* **Assigned task**: Wherever the listing has a line with the string "http", copy that line out.

══════════

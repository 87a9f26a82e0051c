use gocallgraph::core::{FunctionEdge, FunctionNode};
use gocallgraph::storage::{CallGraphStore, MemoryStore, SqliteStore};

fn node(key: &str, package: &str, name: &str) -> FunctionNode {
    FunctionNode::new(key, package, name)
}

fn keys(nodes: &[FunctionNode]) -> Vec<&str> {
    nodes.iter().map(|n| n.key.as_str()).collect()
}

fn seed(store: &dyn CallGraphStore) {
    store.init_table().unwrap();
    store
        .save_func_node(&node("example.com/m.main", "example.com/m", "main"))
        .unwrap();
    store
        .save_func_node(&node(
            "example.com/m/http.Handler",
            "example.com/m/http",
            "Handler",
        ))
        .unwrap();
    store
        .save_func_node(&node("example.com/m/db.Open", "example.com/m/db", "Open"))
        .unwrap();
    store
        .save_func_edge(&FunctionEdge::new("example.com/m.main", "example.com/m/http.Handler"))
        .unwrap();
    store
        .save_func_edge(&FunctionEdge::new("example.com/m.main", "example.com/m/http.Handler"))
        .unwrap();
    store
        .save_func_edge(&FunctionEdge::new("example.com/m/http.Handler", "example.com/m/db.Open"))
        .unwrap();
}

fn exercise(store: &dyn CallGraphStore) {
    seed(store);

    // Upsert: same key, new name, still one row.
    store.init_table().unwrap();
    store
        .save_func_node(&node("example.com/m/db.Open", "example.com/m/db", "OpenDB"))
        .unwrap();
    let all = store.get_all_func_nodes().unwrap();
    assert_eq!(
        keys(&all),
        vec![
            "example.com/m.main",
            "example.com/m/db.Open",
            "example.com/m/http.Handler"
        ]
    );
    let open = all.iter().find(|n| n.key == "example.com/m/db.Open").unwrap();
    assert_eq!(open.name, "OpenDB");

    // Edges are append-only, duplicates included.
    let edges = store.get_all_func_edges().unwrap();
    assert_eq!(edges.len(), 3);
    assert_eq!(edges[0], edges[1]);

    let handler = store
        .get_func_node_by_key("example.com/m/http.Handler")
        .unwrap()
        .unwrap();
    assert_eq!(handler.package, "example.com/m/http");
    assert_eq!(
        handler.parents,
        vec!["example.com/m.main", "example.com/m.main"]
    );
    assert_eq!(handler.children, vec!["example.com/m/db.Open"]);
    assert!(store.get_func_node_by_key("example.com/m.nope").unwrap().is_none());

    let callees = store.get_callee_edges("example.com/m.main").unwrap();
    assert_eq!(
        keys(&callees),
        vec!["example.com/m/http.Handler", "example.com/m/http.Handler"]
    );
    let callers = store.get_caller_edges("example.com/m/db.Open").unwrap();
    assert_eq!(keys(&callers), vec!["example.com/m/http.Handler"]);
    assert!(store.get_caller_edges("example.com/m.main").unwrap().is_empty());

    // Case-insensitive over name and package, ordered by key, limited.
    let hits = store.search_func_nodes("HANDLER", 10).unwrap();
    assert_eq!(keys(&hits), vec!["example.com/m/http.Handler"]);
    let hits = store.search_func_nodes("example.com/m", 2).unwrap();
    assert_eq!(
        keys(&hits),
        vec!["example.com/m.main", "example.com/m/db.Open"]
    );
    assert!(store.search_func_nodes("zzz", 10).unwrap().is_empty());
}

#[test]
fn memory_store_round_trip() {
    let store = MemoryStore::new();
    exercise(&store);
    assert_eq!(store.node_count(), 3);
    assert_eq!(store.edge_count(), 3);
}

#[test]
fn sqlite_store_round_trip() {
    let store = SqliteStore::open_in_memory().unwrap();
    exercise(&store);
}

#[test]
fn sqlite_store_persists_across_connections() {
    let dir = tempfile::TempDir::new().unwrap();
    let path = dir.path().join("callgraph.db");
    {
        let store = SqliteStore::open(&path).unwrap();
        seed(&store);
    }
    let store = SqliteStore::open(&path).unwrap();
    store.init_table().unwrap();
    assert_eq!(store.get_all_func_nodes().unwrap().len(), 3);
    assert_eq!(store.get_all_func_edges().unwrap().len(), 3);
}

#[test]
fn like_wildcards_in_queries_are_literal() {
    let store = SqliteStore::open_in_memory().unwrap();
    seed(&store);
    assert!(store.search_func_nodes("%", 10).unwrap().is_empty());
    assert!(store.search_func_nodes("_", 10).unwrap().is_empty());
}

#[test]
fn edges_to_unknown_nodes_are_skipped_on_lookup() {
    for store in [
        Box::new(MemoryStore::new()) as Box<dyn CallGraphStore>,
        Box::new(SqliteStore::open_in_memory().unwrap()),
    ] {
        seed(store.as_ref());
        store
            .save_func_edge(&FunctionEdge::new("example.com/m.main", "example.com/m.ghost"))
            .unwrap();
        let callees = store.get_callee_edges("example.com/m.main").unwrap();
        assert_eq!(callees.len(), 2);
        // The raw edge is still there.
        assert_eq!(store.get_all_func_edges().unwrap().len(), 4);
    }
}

══════════

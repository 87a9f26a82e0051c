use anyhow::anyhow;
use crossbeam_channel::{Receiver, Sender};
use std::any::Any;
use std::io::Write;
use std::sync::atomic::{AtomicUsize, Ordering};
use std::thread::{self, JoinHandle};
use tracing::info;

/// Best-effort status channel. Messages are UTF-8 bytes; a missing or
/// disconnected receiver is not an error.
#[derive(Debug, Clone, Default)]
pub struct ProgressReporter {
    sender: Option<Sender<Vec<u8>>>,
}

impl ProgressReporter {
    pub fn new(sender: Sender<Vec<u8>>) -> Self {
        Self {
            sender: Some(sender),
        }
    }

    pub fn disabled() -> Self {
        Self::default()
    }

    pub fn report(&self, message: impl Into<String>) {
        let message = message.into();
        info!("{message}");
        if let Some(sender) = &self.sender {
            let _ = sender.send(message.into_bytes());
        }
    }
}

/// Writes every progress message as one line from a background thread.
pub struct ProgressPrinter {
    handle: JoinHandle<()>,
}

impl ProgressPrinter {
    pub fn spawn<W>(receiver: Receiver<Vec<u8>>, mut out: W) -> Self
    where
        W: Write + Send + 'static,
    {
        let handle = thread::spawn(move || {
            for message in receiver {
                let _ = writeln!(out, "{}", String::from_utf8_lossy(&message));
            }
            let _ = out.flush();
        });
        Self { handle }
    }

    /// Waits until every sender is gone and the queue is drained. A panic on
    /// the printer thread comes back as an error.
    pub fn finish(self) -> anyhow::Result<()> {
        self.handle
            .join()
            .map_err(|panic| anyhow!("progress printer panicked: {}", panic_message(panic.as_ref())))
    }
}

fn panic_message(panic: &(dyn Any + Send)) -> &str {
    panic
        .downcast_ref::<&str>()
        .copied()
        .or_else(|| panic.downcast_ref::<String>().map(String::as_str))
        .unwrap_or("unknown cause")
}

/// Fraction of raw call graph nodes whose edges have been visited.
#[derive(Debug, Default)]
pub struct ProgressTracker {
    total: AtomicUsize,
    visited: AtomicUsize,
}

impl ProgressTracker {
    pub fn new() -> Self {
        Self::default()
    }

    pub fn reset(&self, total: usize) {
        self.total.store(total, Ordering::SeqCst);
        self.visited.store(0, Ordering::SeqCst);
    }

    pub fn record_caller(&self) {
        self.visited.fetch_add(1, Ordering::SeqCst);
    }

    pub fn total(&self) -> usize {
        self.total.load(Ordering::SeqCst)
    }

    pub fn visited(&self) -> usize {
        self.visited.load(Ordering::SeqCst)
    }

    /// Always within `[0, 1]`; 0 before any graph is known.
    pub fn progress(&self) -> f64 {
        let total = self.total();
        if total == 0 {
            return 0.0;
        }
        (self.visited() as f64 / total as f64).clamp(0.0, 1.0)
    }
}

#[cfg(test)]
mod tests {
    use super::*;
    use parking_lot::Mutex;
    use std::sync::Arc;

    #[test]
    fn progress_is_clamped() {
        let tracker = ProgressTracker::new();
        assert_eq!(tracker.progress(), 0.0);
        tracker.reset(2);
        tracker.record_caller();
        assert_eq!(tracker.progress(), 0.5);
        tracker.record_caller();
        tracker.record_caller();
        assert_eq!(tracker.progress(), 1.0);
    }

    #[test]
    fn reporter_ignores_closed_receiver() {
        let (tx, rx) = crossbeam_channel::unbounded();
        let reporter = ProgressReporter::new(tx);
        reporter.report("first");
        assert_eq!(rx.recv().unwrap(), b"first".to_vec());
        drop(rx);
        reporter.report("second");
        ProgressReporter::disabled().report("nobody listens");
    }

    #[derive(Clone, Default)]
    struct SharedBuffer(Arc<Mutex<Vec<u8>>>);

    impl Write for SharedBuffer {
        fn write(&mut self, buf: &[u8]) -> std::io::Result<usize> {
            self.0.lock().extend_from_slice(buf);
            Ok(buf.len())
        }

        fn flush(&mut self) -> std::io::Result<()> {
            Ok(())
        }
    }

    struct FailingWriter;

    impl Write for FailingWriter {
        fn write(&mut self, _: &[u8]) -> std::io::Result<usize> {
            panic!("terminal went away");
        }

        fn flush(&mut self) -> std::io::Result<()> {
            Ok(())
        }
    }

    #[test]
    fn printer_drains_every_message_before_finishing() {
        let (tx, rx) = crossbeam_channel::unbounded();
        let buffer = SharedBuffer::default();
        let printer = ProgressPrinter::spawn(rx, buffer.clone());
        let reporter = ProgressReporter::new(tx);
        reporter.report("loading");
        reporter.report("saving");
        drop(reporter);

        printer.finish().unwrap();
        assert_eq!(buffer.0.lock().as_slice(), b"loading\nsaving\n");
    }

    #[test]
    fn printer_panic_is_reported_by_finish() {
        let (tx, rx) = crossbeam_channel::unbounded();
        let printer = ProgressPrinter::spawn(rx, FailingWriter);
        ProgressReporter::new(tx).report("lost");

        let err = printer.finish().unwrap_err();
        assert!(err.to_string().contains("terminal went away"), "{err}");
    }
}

══════════

* **Problem solution**:
            "example.com/m/http.Handler",
            "example.com/m/http",
        .save_func_edge(&FunctionEdge::new("example.com/m.main", "example.com/m/http.Handler"))
        .save_func_edge(&FunctionEdge::new("example.com/m.main", "example.com/m/http.Handler"))
        .save_func_edge(&FunctionEdge::new("example.com/m/http.Handler", "example.com/m/db.Open"))
            "example.com/m/http.Handler"
        .get_func_node_by_key("example.com/m/http.Handler")
    assert_eq!(handler.package, "example.com/m/http");
        vec!["example.com/m/http.Handler", "example.com/m/http.Handler"]
    assert_eq!(keys(&callers), vec!["example.com/m/http.Handler"]);
    assert_eq!(keys(&hits), vec!["example.com/m/http.Handler"]);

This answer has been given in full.